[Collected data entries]

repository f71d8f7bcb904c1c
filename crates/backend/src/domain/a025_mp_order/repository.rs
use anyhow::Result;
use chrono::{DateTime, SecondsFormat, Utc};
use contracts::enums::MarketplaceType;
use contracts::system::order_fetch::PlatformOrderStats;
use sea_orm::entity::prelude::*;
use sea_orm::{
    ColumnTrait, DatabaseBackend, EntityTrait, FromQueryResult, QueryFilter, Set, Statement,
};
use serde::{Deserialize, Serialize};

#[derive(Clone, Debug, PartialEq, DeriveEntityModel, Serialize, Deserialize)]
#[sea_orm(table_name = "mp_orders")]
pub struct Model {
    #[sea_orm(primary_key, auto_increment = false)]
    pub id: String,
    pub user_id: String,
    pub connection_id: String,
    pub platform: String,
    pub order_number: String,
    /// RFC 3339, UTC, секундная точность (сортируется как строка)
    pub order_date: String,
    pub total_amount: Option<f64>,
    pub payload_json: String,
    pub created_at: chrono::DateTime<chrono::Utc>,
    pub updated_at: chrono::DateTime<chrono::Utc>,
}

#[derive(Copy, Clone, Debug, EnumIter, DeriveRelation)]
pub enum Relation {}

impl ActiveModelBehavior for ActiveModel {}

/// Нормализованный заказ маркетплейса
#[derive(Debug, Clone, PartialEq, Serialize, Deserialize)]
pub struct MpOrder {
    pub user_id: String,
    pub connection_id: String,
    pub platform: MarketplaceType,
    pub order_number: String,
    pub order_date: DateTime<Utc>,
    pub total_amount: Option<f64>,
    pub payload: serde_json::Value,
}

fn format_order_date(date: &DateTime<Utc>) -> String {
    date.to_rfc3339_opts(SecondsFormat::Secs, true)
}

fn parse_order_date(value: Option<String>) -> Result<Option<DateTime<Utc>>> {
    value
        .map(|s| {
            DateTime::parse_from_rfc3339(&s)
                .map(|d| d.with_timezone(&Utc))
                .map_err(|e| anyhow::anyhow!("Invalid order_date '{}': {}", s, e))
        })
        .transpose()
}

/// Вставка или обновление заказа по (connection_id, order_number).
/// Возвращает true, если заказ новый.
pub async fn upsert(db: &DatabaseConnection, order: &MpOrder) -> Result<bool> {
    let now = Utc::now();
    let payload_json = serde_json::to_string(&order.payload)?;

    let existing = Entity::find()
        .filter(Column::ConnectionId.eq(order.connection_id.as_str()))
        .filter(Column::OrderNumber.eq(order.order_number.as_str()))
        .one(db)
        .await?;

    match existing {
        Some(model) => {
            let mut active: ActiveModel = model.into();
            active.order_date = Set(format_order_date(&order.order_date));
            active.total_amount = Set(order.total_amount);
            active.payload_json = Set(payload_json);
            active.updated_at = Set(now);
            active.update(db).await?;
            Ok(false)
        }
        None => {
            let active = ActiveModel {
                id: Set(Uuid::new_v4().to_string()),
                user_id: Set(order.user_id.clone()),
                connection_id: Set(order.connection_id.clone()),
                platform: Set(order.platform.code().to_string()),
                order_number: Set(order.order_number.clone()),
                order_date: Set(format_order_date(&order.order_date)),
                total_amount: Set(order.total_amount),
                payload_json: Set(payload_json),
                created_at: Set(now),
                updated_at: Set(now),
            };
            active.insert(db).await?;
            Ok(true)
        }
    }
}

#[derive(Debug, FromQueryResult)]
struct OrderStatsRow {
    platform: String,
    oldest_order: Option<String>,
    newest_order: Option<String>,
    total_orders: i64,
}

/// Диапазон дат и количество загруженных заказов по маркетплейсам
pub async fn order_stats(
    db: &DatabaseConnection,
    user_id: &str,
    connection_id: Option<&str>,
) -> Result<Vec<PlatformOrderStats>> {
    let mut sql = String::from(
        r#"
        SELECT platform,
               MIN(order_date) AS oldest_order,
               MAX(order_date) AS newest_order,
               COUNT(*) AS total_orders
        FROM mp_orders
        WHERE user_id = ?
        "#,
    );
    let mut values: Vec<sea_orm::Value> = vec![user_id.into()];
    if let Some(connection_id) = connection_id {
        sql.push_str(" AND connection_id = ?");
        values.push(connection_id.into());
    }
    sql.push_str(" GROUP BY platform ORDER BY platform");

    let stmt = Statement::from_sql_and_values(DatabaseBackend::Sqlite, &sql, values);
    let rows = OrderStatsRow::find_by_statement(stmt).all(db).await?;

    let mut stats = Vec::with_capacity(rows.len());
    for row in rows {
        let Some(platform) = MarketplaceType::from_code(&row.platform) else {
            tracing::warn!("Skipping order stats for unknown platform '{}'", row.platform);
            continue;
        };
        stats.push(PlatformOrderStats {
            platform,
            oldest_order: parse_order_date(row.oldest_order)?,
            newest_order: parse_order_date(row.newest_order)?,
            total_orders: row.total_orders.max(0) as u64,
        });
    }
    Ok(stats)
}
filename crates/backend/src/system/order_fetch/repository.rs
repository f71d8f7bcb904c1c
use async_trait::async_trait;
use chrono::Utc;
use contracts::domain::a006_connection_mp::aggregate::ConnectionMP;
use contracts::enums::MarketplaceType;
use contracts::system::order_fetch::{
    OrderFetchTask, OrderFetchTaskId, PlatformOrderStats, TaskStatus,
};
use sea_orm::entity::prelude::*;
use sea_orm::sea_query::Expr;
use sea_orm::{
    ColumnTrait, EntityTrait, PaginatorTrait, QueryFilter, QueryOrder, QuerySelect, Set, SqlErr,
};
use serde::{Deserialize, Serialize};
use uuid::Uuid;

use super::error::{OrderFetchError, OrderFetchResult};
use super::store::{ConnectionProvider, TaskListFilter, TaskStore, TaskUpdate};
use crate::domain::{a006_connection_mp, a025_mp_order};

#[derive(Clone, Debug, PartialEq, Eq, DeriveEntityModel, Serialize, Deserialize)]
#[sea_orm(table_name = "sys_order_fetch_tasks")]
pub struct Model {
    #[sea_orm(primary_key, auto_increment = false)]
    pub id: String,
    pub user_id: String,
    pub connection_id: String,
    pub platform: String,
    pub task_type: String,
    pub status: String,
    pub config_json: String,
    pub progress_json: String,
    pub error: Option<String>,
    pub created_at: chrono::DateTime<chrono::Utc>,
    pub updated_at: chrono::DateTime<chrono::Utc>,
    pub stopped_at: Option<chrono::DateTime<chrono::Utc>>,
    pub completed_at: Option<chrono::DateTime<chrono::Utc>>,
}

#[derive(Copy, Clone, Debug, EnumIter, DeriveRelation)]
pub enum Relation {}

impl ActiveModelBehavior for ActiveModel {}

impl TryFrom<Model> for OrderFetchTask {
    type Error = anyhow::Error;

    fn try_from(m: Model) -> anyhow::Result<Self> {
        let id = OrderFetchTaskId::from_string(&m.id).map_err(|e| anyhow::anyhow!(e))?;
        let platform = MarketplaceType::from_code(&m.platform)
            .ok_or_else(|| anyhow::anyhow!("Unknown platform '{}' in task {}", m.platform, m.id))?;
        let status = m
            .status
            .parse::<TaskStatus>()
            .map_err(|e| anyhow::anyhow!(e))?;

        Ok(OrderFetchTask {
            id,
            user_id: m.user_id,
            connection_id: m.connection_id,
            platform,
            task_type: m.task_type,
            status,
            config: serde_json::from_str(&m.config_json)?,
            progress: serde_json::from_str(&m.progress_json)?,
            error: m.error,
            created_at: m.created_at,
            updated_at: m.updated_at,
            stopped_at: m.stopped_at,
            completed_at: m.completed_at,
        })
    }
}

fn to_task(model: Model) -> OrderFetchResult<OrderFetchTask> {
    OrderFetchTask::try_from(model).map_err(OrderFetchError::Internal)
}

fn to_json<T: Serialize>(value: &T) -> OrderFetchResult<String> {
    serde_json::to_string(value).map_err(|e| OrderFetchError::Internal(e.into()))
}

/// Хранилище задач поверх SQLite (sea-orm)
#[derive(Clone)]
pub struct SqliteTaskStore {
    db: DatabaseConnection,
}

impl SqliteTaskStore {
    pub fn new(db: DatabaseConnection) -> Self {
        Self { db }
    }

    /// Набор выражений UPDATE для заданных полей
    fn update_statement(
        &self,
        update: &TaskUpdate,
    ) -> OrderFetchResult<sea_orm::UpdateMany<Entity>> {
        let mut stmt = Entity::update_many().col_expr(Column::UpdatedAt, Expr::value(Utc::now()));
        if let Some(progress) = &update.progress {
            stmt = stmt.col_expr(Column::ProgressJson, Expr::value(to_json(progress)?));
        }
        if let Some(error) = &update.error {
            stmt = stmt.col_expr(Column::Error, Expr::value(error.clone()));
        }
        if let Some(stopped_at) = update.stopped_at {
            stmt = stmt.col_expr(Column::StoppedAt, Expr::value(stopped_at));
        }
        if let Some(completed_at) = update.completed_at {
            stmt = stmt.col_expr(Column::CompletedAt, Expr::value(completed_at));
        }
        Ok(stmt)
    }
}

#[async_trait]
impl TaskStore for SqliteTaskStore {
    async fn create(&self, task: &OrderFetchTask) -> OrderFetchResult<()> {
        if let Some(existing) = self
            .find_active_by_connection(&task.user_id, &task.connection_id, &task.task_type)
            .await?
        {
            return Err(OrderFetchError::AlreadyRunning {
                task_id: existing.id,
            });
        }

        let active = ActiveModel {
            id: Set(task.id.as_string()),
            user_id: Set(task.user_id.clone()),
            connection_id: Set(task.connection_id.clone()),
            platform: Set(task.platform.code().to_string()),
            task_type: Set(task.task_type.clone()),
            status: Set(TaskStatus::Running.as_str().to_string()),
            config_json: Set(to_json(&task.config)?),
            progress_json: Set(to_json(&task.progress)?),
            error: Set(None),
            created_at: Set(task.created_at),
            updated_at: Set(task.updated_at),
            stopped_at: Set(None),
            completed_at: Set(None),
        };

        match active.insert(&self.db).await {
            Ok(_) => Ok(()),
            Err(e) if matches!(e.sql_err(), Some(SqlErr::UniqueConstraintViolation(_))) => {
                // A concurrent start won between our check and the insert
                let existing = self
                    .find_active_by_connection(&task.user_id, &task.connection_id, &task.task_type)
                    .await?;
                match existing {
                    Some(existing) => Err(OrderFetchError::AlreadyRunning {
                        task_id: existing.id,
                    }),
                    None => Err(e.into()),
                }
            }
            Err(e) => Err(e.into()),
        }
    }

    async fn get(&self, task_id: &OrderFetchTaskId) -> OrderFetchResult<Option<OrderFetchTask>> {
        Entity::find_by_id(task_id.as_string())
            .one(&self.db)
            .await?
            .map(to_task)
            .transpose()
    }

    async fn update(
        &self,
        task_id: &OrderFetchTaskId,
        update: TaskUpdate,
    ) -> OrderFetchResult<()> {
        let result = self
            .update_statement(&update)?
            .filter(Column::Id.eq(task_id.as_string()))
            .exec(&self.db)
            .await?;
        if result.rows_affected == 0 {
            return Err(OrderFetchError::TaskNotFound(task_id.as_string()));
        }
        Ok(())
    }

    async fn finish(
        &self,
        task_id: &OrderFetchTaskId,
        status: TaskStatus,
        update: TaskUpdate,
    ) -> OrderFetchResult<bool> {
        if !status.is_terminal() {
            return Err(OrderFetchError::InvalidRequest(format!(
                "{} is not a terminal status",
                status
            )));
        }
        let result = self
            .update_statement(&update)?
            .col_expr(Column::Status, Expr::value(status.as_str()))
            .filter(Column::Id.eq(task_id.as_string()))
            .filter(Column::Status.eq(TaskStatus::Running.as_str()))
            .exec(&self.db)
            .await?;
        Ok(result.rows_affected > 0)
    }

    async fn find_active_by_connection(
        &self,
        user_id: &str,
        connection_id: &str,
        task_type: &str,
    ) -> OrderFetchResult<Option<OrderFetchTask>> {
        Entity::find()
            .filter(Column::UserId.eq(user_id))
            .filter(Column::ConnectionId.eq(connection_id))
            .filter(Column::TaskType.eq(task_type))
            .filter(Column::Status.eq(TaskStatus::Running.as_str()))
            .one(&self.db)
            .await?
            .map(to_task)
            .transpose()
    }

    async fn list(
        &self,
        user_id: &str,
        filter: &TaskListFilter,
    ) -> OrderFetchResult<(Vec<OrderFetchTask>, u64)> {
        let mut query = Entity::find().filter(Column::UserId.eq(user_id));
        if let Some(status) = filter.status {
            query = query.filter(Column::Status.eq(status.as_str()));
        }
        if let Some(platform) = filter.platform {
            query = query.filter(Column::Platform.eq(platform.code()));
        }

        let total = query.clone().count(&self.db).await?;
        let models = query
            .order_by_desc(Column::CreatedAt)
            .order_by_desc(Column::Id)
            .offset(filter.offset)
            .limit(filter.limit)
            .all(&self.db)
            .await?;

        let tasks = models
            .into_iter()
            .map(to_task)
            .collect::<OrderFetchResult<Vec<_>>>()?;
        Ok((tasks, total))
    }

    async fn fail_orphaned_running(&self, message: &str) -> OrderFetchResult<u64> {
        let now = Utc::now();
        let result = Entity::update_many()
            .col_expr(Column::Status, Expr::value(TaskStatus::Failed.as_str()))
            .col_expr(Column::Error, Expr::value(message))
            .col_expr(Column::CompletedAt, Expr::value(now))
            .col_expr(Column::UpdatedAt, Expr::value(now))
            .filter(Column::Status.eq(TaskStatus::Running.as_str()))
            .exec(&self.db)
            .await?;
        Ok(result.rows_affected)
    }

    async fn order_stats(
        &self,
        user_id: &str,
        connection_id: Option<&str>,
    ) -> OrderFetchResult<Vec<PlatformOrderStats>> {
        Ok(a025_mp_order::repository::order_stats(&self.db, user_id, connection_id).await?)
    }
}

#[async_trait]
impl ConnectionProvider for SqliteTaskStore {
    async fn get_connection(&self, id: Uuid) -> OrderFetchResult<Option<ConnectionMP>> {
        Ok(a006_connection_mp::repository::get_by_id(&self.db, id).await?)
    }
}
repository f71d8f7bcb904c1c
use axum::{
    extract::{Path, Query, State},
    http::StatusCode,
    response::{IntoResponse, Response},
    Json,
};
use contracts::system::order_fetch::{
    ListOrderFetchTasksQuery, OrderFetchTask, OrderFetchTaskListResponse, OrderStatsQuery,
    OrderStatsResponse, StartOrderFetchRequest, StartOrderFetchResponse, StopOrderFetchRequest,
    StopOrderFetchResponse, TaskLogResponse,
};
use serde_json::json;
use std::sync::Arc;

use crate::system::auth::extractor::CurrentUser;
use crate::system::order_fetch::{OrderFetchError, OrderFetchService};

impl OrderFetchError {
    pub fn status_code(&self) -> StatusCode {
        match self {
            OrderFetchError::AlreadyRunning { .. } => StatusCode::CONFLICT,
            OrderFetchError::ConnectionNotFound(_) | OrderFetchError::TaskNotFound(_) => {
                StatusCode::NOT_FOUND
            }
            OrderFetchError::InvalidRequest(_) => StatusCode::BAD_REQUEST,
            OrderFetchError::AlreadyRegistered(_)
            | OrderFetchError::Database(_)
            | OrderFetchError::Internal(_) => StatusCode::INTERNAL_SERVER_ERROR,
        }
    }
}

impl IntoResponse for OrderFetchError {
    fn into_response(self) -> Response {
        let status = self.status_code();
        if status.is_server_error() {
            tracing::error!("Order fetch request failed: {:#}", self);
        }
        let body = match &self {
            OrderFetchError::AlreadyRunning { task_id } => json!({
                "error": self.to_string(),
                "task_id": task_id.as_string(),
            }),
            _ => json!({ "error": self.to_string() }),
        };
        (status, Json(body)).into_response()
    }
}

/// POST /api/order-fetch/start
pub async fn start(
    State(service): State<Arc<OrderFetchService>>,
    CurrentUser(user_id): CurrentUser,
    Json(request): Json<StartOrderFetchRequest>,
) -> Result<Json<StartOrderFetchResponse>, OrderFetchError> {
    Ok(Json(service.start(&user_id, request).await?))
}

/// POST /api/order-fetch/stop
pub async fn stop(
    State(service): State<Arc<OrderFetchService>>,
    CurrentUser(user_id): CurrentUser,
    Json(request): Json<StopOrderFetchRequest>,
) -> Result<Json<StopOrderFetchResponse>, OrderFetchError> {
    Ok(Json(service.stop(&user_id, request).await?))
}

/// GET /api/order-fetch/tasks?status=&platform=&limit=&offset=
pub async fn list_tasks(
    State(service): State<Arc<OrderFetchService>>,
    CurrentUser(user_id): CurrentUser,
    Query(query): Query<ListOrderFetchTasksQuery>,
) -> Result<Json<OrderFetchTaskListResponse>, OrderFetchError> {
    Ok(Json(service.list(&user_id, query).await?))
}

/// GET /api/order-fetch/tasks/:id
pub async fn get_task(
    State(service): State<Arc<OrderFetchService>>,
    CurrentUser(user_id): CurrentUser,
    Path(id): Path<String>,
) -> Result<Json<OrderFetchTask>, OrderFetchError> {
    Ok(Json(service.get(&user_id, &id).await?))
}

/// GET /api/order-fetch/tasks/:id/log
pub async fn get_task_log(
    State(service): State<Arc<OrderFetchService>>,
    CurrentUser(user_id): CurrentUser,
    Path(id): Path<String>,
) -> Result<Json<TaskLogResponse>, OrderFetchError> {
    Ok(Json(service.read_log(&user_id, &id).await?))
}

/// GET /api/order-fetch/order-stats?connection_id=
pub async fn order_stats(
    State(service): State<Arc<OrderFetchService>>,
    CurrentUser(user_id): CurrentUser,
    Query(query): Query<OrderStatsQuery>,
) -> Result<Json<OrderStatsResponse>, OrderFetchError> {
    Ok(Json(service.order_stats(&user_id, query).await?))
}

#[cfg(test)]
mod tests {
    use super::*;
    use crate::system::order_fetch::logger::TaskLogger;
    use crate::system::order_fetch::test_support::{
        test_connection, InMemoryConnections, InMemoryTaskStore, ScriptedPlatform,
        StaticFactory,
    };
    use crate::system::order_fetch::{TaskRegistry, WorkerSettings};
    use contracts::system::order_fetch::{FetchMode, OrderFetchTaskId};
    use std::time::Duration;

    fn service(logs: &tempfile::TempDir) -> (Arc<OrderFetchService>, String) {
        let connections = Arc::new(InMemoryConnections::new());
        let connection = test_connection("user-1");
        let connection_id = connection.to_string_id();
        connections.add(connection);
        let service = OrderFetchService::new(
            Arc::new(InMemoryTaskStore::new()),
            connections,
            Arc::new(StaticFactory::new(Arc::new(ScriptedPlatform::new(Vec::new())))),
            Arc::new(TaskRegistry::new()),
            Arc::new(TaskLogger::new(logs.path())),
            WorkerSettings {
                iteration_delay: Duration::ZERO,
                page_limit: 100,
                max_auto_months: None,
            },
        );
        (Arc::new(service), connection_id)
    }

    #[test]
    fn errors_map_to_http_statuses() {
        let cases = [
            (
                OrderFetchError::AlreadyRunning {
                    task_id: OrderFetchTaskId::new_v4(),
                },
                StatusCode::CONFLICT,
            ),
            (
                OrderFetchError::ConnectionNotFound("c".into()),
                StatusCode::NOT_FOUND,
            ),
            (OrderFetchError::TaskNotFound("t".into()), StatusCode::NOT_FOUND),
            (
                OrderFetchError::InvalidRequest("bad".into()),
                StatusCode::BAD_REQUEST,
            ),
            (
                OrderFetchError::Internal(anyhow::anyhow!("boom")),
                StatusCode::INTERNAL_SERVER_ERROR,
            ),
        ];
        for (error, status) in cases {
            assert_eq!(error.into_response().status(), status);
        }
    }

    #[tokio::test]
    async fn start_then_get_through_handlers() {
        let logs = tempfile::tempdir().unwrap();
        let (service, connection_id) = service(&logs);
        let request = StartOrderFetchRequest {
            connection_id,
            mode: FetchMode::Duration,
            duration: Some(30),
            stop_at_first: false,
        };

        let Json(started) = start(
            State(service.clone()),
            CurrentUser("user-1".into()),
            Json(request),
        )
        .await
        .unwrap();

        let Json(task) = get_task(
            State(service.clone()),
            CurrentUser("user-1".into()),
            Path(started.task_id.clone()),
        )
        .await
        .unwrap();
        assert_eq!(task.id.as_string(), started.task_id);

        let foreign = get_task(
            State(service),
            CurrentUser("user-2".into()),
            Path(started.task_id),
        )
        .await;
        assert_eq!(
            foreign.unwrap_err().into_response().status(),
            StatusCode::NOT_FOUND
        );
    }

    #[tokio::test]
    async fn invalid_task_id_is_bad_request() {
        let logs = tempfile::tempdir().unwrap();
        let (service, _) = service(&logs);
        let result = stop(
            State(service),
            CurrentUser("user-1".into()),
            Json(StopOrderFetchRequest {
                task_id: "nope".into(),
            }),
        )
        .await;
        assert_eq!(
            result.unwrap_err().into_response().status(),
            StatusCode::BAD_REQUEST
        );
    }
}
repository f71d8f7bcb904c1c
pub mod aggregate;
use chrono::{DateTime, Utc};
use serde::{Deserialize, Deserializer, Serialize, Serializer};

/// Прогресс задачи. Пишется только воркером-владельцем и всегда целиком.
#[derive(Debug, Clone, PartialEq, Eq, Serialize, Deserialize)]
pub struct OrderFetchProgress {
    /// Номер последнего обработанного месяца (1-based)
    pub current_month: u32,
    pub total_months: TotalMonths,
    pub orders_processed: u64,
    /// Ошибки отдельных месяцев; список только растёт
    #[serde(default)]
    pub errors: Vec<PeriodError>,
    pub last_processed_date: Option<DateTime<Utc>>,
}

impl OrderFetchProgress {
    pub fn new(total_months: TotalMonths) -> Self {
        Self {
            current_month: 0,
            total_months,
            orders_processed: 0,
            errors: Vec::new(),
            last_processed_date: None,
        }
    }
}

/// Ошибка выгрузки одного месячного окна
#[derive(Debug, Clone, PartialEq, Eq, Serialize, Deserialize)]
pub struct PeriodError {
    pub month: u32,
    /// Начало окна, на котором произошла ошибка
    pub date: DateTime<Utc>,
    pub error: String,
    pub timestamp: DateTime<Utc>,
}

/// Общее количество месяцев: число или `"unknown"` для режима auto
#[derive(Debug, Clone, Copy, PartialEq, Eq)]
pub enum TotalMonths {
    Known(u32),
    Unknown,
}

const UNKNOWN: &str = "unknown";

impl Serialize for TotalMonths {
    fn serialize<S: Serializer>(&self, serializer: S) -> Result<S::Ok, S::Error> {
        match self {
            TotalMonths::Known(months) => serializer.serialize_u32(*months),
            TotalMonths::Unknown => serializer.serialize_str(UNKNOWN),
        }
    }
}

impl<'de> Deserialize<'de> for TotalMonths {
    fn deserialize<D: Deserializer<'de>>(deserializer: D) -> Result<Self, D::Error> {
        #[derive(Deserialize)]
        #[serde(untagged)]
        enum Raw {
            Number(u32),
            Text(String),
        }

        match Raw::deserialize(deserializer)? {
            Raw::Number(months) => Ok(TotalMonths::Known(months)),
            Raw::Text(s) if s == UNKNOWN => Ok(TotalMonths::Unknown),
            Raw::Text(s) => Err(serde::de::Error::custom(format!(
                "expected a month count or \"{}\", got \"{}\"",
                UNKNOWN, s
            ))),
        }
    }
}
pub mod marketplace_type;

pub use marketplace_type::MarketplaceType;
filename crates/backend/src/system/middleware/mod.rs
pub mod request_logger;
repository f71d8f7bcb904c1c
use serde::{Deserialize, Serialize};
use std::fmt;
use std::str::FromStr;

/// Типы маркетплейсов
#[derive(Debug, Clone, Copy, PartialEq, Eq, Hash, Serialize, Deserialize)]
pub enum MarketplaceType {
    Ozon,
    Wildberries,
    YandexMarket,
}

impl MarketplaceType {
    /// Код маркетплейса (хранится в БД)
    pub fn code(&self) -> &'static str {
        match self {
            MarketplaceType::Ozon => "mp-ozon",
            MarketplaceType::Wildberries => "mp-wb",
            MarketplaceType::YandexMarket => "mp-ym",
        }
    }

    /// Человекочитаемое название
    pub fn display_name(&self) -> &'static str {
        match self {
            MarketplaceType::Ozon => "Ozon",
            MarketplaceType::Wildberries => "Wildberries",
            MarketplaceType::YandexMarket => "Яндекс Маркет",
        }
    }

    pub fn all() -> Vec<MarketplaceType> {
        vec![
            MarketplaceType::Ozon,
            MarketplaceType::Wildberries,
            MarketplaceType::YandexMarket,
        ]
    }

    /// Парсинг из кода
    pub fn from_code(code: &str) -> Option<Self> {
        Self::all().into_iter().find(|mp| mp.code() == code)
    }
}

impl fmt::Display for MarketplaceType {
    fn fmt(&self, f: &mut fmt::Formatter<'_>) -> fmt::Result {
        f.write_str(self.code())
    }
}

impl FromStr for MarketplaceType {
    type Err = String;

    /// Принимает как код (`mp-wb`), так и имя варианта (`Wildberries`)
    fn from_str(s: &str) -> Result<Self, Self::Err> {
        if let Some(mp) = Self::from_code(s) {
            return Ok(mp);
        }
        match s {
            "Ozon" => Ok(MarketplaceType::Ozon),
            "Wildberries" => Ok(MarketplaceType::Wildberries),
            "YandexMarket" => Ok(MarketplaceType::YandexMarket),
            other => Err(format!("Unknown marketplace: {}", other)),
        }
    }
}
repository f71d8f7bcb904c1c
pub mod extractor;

### Work task
From the data above, return every line from the line that has "pub fn new(total_months: TotalMonths)" up to and including the line that has "impl<'de> Deserialize<'de> for", exactly.

### Answer box
    pub fn new(total_months: TotalMonths) -> Self {
        Self {
            current_month: 0,
            total_months,
            orders_processed: 0,
            errors: Vec::new(),
            last_processed_date: None,
        }
    }
}

/// Ошибка выгрузки одного месячного окна
#[derive(Debug, Clone, PartialEq, Eq, Serialize, Deserialize)]
pub struct PeriodError {
    pub month: u32,
    /// Начало окна, на котором произошла ошибка
    pub date: DateTime<Utc>,
    pub error: String,
    pub timestamp: DateTime<Utc>,
}

/// Общее количество месяцев: число или `"unknown"` для режима auto
#[derive(Debug, Clone, Copy, PartialEq, Eq)]
pub enum TotalMonths {
    Known(u32),
    Unknown,
}

const UNKNOWN: &str = "unknown";

impl Serialize for TotalMonths {
    fn serialize<S: Serializer>(&self, serializer: S) -> Result<S::Ok, S::Error> {
        match self {
            TotalMonths::Known(months) => serializer.serialize_u32(*months),
            TotalMonths::Unknown => serializer.serialize_str(UNKNOWN),
        }
    }
}

impl<'de> Deserialize<'de> for TotalMonths {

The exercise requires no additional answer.